In the 80’s, I was acutely aware of the political strife surrounding Stonehenge. News of the great Bean Fields Wars even made it to the states and received some TV news coverage. I remembered joking, “at least it’s not the Royal Family cocking things up, this time”

Stonehenge became a topic of conversation again in the 90’s while working with MrBill, my eclipse chasing friend. Following his return from Stonehenge 2001, he transcribed a nice muttering about using Stonehenge to predict Solar and Lunar Eclipse events called “The Stonehenge Eclipse Calculator” and can be found on the website.
It was not until my visit to England in 1998 that I became aware of how commercialized Stonehenge, well much of England for that matter, had become over the years. Then again, show me one city, place, or thing of importance that has not been nearly consumed by commercialism at some point in history.

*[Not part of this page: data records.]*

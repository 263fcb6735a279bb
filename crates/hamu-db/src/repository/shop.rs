//! # Shop Repository
//!
//! The tenant table. Small by design - one row per shop, read on almost
//! every operation to fetch the loyalty interval.

use sqlx::SqlitePool;
use tracing::debug;

use hamu_core::Shop;

use crate::error::DbResult;

/// Repository for shop (tenant) records.
#[derive(Debug, Clone)]
pub struct ShopRepository {
    pool: SqlitePool,
}

impl ShopRepository {
    /// Creates a new repository with the given pool.
    pub fn new(pool: SqlitePool) -> Self {
        ShopRepository { pool }
    }

    /// Inserts a new shop.
    pub async fn insert(&self, shop: &Shop) -> DbResult<()> {
        debug!(shop_id = %shop.id, name = %shop.shop_name, "Inserting shop");

        sqlx::query(
            r#"
            INSERT INTO shops (id, shop_name, free_refill_interval, created_at)
            VALUES (?, ?, ?, ?)
            "#,
        )
        .bind(&shop.id)
        .bind(&shop.shop_name)
        .bind(shop.free_refill_interval)
        .bind(shop.created_at)
        .execute(&self.pool)
        .await?;

        Ok(())
    }

    /// Fetches a shop by ID.
    pub async fn get_by_id(&self, id: &str) -> DbResult<Option<Shop>> {
        let shop = sqlx::query_as::<_, Shop>(
            "SELECT id, shop_name, free_refill_interval, created_at FROM shops WHERE id = ?",
        )
        .bind(id)
        .fetch_optional(&self.pool)
        .await?;

        Ok(shop)
    }

    /// Updates the free-refill interval for a shop.
    ///
    /// Takes effect for subsequent refills only; committed refill rows
    /// are never rewritten.
    pub async fn set_free_refill_interval(&self, id: &str, interval: i64) -> DbResult<()> {
        sqlx::query("UPDATE shops SET free_refill_interval = ? WHERE id = ?")
            .bind(interval)
            .bind(id)
            .execute(&self.pool)
            .await?;

        Ok(())
    }
}

// =============================================================================
// Unit Tests
// =============================================================================
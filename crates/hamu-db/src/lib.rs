//! # hamu-db: Database Layer for Hamu POS
//!
//! This crate provides database access for the Hamu water-refill POS
//! backend. It uses SQLite for storage with sqlx for async operations.
//!
//! ## Architecture Position
//! ```text
//! ┌─────────────────────────────────────────────────────────────────────────┐
//! │                        Hamu POS Data Flow                               │
//! │                                                                         │
//! │  Service operation (create_refill, adjust_stock, ...)                  │
//! │       │                                                                 │
//! │       ▼                                                                 │
//! │  ┌─────────────────────────────────────────────────────────────────┐   │
//! │  │                     hamu-db (THIS CRATE)                        │   │
//! │  │                                                                 │   │
//! │  │   ┌───────────────┐    ┌───────────────┐    ┌──────────────┐  │   │
//! │  │   │   Database    │    │  Repositories │    │  Migrations  │  │   │
//! │  │   │   (pool.rs)   │    │(refill.rs ...)│    │  (embedded)  │  │   │
//! │  │   │               │    │               │    │              │  │   │
//! │  │   │ SqlitePool    │    │ RefillRepo    │    │ 001_init.sql │  │   │
//! │  │   │ Connection    │◄───│ StockRepo     │    │ ...          │  │   │
//! │  │   │ Management    │    │ CreditRepo    │    │              │  │   │
//! │  │   └───────────────┘    └───────────────┘    └──────────────┘  │   │
//! │  │                                                                 │   │
//! │  └─────────────────────────────────────────────────────────────────┘   │
//! │       │                                                                 │
//! │       ▼                                                                 │
//! │  SQLite Database (WAL mode, foreign keys on)                           │
//! └─────────────────────────────────────────────────────────────────────────┘
//! ```
//!
//! ## Module Organization
//!
//! - [`pool`] - Connection pool creation and configuration
//! - [`migrations`] - Embedded database migrations
//! - [`error`] - Database error types
//! - [`repository`] - Repository implementations per aggregate
//!
//! ## Transaction Seam
//!
//! Reads go through the pool. Write methods for event rows (sales,
//! refills, credit entries, stock logs) take `&mut SqliteConnection`
//! so the service tier can compose several writes into one
//! transaction:
//!
//! ```rust,ignore
//! let mut tx = db.pool().begin().await?;
//! db.refills().insert(&mut tx, &refill).await?;
//! db.stock().append_log(&mut tx, &cap_deduction).await?;
//! db.stock().append_log(&mut tx, &label_deduction).await?;
//! tx.commit().await?;
//! ```

// =============================================================================
// Module Declarations
// =============================================================================

pub mod error;
pub mod migrations;
pub mod pool;
pub mod repository;

// =============================================================================
// Re-exports
// =============================================================================

pub use error::{DbError, DbResult};
pub use pool::{Database, DbConfig};

// Repository re-exports for convenience
pub use repository::credit::CreditRepository;
pub use repository::customer::CustomerRepository;
pub use repository::package::PackageRepository;
pub use repository::records::{ExpenseRepository, MeterReadingRepository};
pub use repository::refill::RefillRepository;
pub use repository::sale::SaleRepository;
pub use repository::shop::ShopRepository;
pub use repository::stock::StockRepository;
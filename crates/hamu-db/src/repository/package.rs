//! # Package Repository
//!
//! Sellable unit definitions per shop. Immutable reference data: the
//! loyalty split keys on (customer, package), so a package's price or
//! labels changing under committed history would corrupt derivations.

use sqlx::SqlitePool;
use tracing::debug;

use hamu_core::{Package, SaleType};

use crate::error::DbResult;

const SELECT_COLUMNS: &str =
    "id, shop_id, water_amount_label, bottle_type, price_cents, sale_type, description";

/// Repository for package definitions.
#[derive(Debug, Clone)]
pub struct PackageRepository {
    pool: SqlitePool,
}

impl PackageRepository {
    /// Creates a new repository with the given pool.
    pub fn new(pool: SqlitePool) -> Self {
        PackageRepository { pool }
    }

    /// Inserts a new package.
    pub async fn insert(&self, package: &Package) -> DbResult<()> {
        debug!(
            package_id = %package.id,
            label = %package.water_amount_label,
            "Inserting package"
        );

        sqlx::query(
            r#"
            INSERT INTO packages
                (id, shop_id, water_amount_label, bottle_type,
                 price_cents, sale_type, description)
            VALUES (?, ?, ?, ?, ?, ?, ?)
            "#,
        )
        .bind(&package.id)
        .bind(&package.shop_id)
        .bind(&package.water_amount_label)
        .bind(&package.bottle_type)
        .bind(package.price_cents)
        .bind(package.sale_type)
        .bind(&package.description)
        .execute(&self.pool)
        .await?;

        Ok(())
    }

    /// Fetches a package by ID.
    pub async fn get_by_id(&self, id: &str) -> DbResult<Option<Package>> {
        let sql = format!("SELECT {SELECT_COLUMNS} FROM packages WHERE id = ?");
        let package = sqlx::query_as::<_, Package>(&sql)
            .bind(id)
            .fetch_optional(&self.pool)
            .await?;

        Ok(package)
    }

    /// Lists all packages of a shop.
    pub async fn list_for_shop(&self, shop_id: &str) -> DbResult<Vec<Package>> {
        let sql = format!(
            "SELECT {SELECT_COLUMNS} FROM packages \
             WHERE shop_id = ? ORDER BY water_amount_label"
        );
        let packages = sqlx::query_as::<_, Package>(&sql)
            .bind(shop_id)
            .fetch_all(&self.pool)
            .await?;

        Ok(packages)
    }

    /// Lists packages of a shop filtered by sale type.
    pub async fn list_by_sale_type(
        &self,
        shop_id: &str,
        sale_type: SaleType,
    ) -> DbResult<Vec<Package>> {
        let sql = format!(
            "SELECT {SELECT_COLUMNS} FROM packages \
             WHERE shop_id = ? AND sale_type = ? ORDER BY water_amount_label"
        );
        let packages = sqlx::query_as::<_, Package>(&sql)
            .bind(shop_id)
            .bind(sale_type)
            .fetch_all(&self.pool)
            .await?;

        Ok(packages)
    }
}

// =============================================================================
// Unit Tests
// =============================================================================
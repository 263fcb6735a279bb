//! # Stock Repository
//!
//! Stock items and the append-only stock ledger.
//!
//! ## The Ledger Rule
//! ```text
//! ┌─────────────────────────────────────────────────────────────────────────┐
//! │  stock_logs is APPEND-ONLY                                             │
//! │                                                                         │
//! │  current level(item) = SUM(quantity_change) over its rows              │
//! │                                                                         │
//! │  • No UPDATE or DELETE statement exists in this module                 │
//! │  • Corrections are new compensating entries                            │
//! │  • The sum is order-independent, so out-of-order offline syncs         │
//! │    converge to the same level                                          │
//! └─────────────────────────────────────────────────────────────────────────┘
//! ```
//!
//! Write methods take `&mut SqliteConnection` so the service tier can
//! append deduction rows inside the same transaction as the sale or
//! refill that caused them.

use sqlx::{SqliteConnection, SqlitePool};
use tracing::debug;

use hamu_core::{StockItem, StockItemType, StockLogEntry};

use crate::error::DbResult;

const ITEM_COLUMNS: &str = "id, shop_id, name, item_type, threshold, reorder_point";
const LOG_COLUMNS: &str =
    "id, stock_item_id, shop_id, quantity_change, notes, actor_name, logged_at";

/// Repository for stock items and their ledger.
#[derive(Debug, Clone)]
pub struct StockRepository {
    pool: SqlitePool,
}

impl StockRepository {
    /// Creates a new repository with the given pool.
    pub fn new(pool: SqlitePool) -> Self {
        StockRepository { pool }
    }

    // =========================================================================
    // Stock Items
    // =========================================================================

    /// Inserts a new stock item (SKU definition, zero starting level).
    pub async fn insert_item(&self, item: &StockItem) -> DbResult<()> {
        debug!(item_id = %item.id, name = %item.name, "Inserting stock item");

        sqlx::query(
            r#"
            INSERT INTO stock_items (id, shop_id, name, item_type, threshold, reorder_point)
            VALUES (?, ?, ?, ?, ?, ?)
            "#,
        )
        .bind(&item.id)
        .bind(&item.shop_id)
        .bind(&item.name)
        .bind(item.item_type)
        .bind(item.threshold)
        .bind(item.reorder_point)
        .execute(&self.pool)
        .await?;

        Ok(())
    }

    /// Fetches a stock item by ID.
    pub async fn get_item(&self, id: &str) -> DbResult<Option<StockItem>> {
        let sql = format!("SELECT {ITEM_COLUMNS} FROM stock_items WHERE id = ?");
        let item = sqlx::query_as::<_, StockItem>(&sql)
            .bind(id)
            .fetch_optional(&self.pool)
            .await?;

        Ok(item)
    }

    /// Lists all stock items of a shop.
    pub async fn list_items(&self, shop_id: &str) -> DbResult<Vec<StockItem>> {
        let sql = format!("SELECT {ITEM_COLUMNS} FROM stock_items WHERE shop_id = ? ORDER BY name");
        let items = sqlx::query_as::<_, StockItem>(&sql)
            .bind(shop_id)
            .fetch_all(&self.pool)
            .await?;

        Ok(items)
    }

    /// Finds the shop's item of a given type (caps, labels).
    ///
    /// Ordered by name so shops with several SKUs of one type resolve
    /// deterministically.
    pub async fn find_by_type(
        &self,
        shop_id: &str,
        item_type: StockItemType,
    ) -> DbResult<Option<StockItem>> {
        let sql = format!(
            "SELECT {ITEM_COLUMNS} FROM stock_items \
             WHERE shop_id = ? AND item_type = ? ORDER BY name LIMIT 1"
        );
        let item = sqlx::query_as::<_, StockItem>(&sql)
            .bind(shop_id)
            .bind(item_type)
            .fetch_optional(&self.pool)
            .await?;

        Ok(item)
    }

    /// Finds the shop's item of a given type whose name contains the
    /// needle (bottle type for bottle sales, water amount label for
    /// bundle sales).
    pub async fn find_by_type_and_name(
        &self,
        shop_id: &str,
        item_type: StockItemType,
        needle: &str,
    ) -> DbResult<Option<StockItem>> {
        let sql = format!(
            "SELECT {ITEM_COLUMNS} FROM stock_items \
             WHERE shop_id = ? AND item_type = ? AND name LIKE '%' || ? || '%' \
             ORDER BY name LIMIT 1"
        );
        let item = sqlx::query_as::<_, StockItem>(&sql)
            .bind(shop_id)
            .bind(item_type)
            .bind(needle)
            .fetch_optional(&self.pool)
            .await?;

        Ok(item)
    }

    // =========================================================================
    // Ledger
    // =========================================================================

    /// Appends a ledger entry inside the caller's transaction.
    ///
    /// The only write path for `stock_logs`.
    pub async fn append_log(
        &self,
        conn: &mut SqliteConnection,
        entry: &StockLogEntry,
    ) -> DbResult<()> {
        debug!(
            item_id = %entry.stock_item_id,
            delta = entry.quantity_change,
            actor = %entry.actor_name,
            "Appending stock log entry"
        );

        sqlx::query(
            r#"
            INSERT INTO stock_logs
                (id, stock_item_id, shop_id, quantity_change, notes, actor_name, logged_at)
            VALUES (?, ?, ?, ?, ?, ?, ?)
            "#,
        )
        .bind(&entry.id)
        .bind(&entry.stock_item_id)
        .bind(&entry.shop_id)
        .bind(entry.quantity_change)
        .bind(&entry.notes)
        .bind(&entry.actor_name)
        .bind(entry.logged_at)
        .execute(&mut *conn)
        .await?;

        Ok(())
    }

    /// Derives the current level of an item: the ledger sum.
    pub async fn current_level(&self, item_id: &str) -> DbResult<i64> {
        let level: i64 = sqlx::query_scalar(
            "SELECT COALESCE(SUM(quantity_change), 0) FROM stock_logs WHERE stock_item_id = ?",
        )
        .bind(item_id)
        .fetch_one(&self.pool)
        .await?;

        Ok(level)
    }

    /// Derives the current level inside the caller's transaction.
    ///
    /// Used to re-check subtract/set adjustments against the level as of
    /// the transaction snapshot, not an earlier read.
    pub async fn current_level_in(
        &self,
        conn: &mut SqliteConnection,
        item_id: &str,
    ) -> DbResult<i64> {
        let level: i64 = sqlx::query_scalar(
            "SELECT COALESCE(SUM(quantity_change), 0) FROM stock_logs WHERE stock_item_id = ?",
        )
        .bind(item_id)
        .fetch_one(&mut *conn)
        .await?;

        Ok(level)
    }

    /// Lists ledger entries for one item, newest first.
    pub async fn history_for_item(&self, item_id: &str) -> DbResult<Vec<StockLogEntry>> {
        let sql = format!(
            "SELECT {LOG_COLUMNS} FROM stock_logs \
             WHERE stock_item_id = ? ORDER BY logged_at DESC, id DESC"
        );
        let entries = sqlx::query_as::<_, StockLogEntry>(&sql)
            .bind(item_id)
            .fetch_all(&self.pool)
            .await?;

        Ok(entries)
    }

    /// Lists ledger entries for a whole shop, newest first.
    pub async fn history_for_shop(&self, shop_id: &str) -> DbResult<Vec<StockLogEntry>> {
        let sql = format!(
            "SELECT {LOG_COLUMNS} FROM stock_logs \
             WHERE shop_id = ? ORDER BY logged_at DESC, id DESC"
        );
        let entries = sqlx::query_as::<_, StockLogEntry>(&sql)
            .bind(shop_id)
            .fetch_all(&self.pool)
            .await?;

        Ok(entries)
    }
}

// =============================================================================
// Unit Tests
// =============================================================================

#[cfg(test)]
mod tests {
    use super::*;
    use crate::pool::{Database, DbConfig};
    use chrono::Utc;
    use hamu_core::Shop;

    async fn db_with_shop() -> Database {
        let db = Database::new(DbConfig::in_memory()).await.unwrap();
        db.shops()
            .insert(&Shop {
                id: "shop-1".to_string(),
                shop_name: "Hamu Waters".to_string(),
                free_refill_interval: 10,
                created_at: Utc::now(),
            })
            .await
            .unwrap();
        db
    }

    fn item(id: &str, name: &str, item_type: StockItemType) -> StockItem {
        StockItem {
            id: id.to_string(),
            shop_id: "shop-1".to_string(),
            name: name.to_string(),
            item_type,
            threshold: 10,
            reorder_point: 20,
        }
    }

    fn entry(id: &str, item_id: &str, delta: i64) -> StockLogEntry {
        StockLogEntry {
            id: id.to_string(),
            stock_item_id: item_id.to_string(),
            shop_id: "shop-1".to_string(),
            quantity_change: delta,
            notes: String::new(),
            actor_name: "Jane Agent".to_string(),
            logged_at: Utc::now(),
        }
    }

    #[tokio::test]
    async fn test_level_is_ledger_sum() {
        let db = db_with_shop().await;
        let repo = db.stock();
        repo.insert_item(&item("i1", "Caps", StockItemType::Cap))
            .await
            .unwrap();

        assert_eq!(repo.current_level("i1").await.unwrap(), 0);

        let mut conn = db.pool().acquire().await.unwrap();
        repo.append_log(&mut conn, &entry("e1", "i1", 100)).await.unwrap();
        repo.append_log(&mut conn, &entry("e2", "i1", -30)).await.unwrap();
        repo.append_log(&mut conn, &entry("e3", "i1", 5)).await.unwrap();
        drop(conn);

        assert_eq!(repo.current_level("i1").await.unwrap(), 75);
    }

    #[tokio::test]
    async fn test_find_by_type_deterministic() {
        let db = db_with_shop().await;
        let repo = db.stock();
        repo.insert_item(&item("i2", "Zebra Caps", StockItemType::Cap))
            .await
            .unwrap();
        repo.insert_item(&item("i1", "Alpha Caps", StockItemType::Cap))
            .await
            .unwrap();

        let found = repo
            .find_by_type("shop-1", StockItemType::Cap)
            .await
            .unwrap()
            .unwrap();
        assert_eq!(found.id, "i1");
    }

    #[tokio::test]
    async fn test_find_by_type_and_name() {
        let db = db_with_shop().await;
        let repo = db.stock();
        repo.insert_item(&item("i1", "18L hard bottle", StockItemType::Bottle))
            .await
            .unwrap();
        repo.insert_item(&item("i2", "20L soft bottle", StockItemType::Bottle))
            .await
            .unwrap();

        let found = repo
            .find_by_type_and_name("shop-1", StockItemType::Bottle, "soft")
            .await
            .unwrap()
            .unwrap();
        assert_eq!(found.id, "i2");

        assert!(repo
            .find_by_type_and_name("shop-1", StockItemType::Bottle, "missing")
            .await
            .unwrap()
            .is_none());
    }

    #[tokio::test]
    async fn test_history_newest_first() {
        let db = db_with_shop().await;
        let repo = db.stock();
        repo.insert_item(&item("i1", "Labels", StockItemType::Label))
            .await
            .unwrap();

        let mut conn = db.pool().acquire().await.unwrap();
        let mut first = entry("e1", "i1", 50);
        first.logged_at = Utc::now() - chrono::Duration::hours(1);
        repo.append_log(&mut conn, &first).await.unwrap();
        repo.append_log(&mut conn, &entry("e2", "i1", -2)).await.unwrap();
        drop(conn);

        let history = repo.history_for_item("i1").await.unwrap();
        assert_eq!(history.len(), 2);
        assert_eq!(history[0].id, "e2");
        assert_eq!(history[1].id, "e1");
    }

    #[tokio::test]
    async fn test_level_in_transaction_sees_uncommitted_rows() {
        let db = db_with_shop().await;
        let repo = db.stock();
        repo.insert_item(&item("i1", "Caps", StockItemType::Cap))
            .await
            .unwrap();

        let mut tx = db.pool().begin().await.unwrap();
        repo.append_log(&mut tx, &entry("e1", "i1", 40)).await.unwrap();
        assert_eq!(repo.current_level_in(&mut tx, "i1").await.unwrap(), 40);
        tx.rollback().await.unwrap();

        // Rolled back: nothing committed
        assert_eq!(repo.current_level("i1").await.unwrap(), 0);
    }
}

I was amazed at the number of collectibles that were being sold to the masses. Seemingly everywhere there was another gift shop selling trinkets to the tourists.

On the bus ride to Stonehenge, I had listened to the tour guide make a pitch about everyone being sure to stop in the gift shop, either before going through the tunnel out to view the stones, or before heading back to the bus or caravan as they called it. I surmised from the talk, the two hot items were: To squash a set of pennies and to mail a postcard home to yourself or family with a Stonehenge postmarked on it, or as they called it “Franked” from Stonehenge. It could be posted right there at the gift shop. When I saw the crowd all descend on the little gift shop, I beat feet and I left the group far behind. Some listened to the Guide droll on about something I should have listened to, but didn’t. As far as I was concerned, I was there for one thing – get some pictures. Which I did, using both an Olympus OM1 35mm and an early Sony Digital camera. Although I never got around to scanning the 35mm stuff, I did post some of the better Digital images taken with the Sony on the family website.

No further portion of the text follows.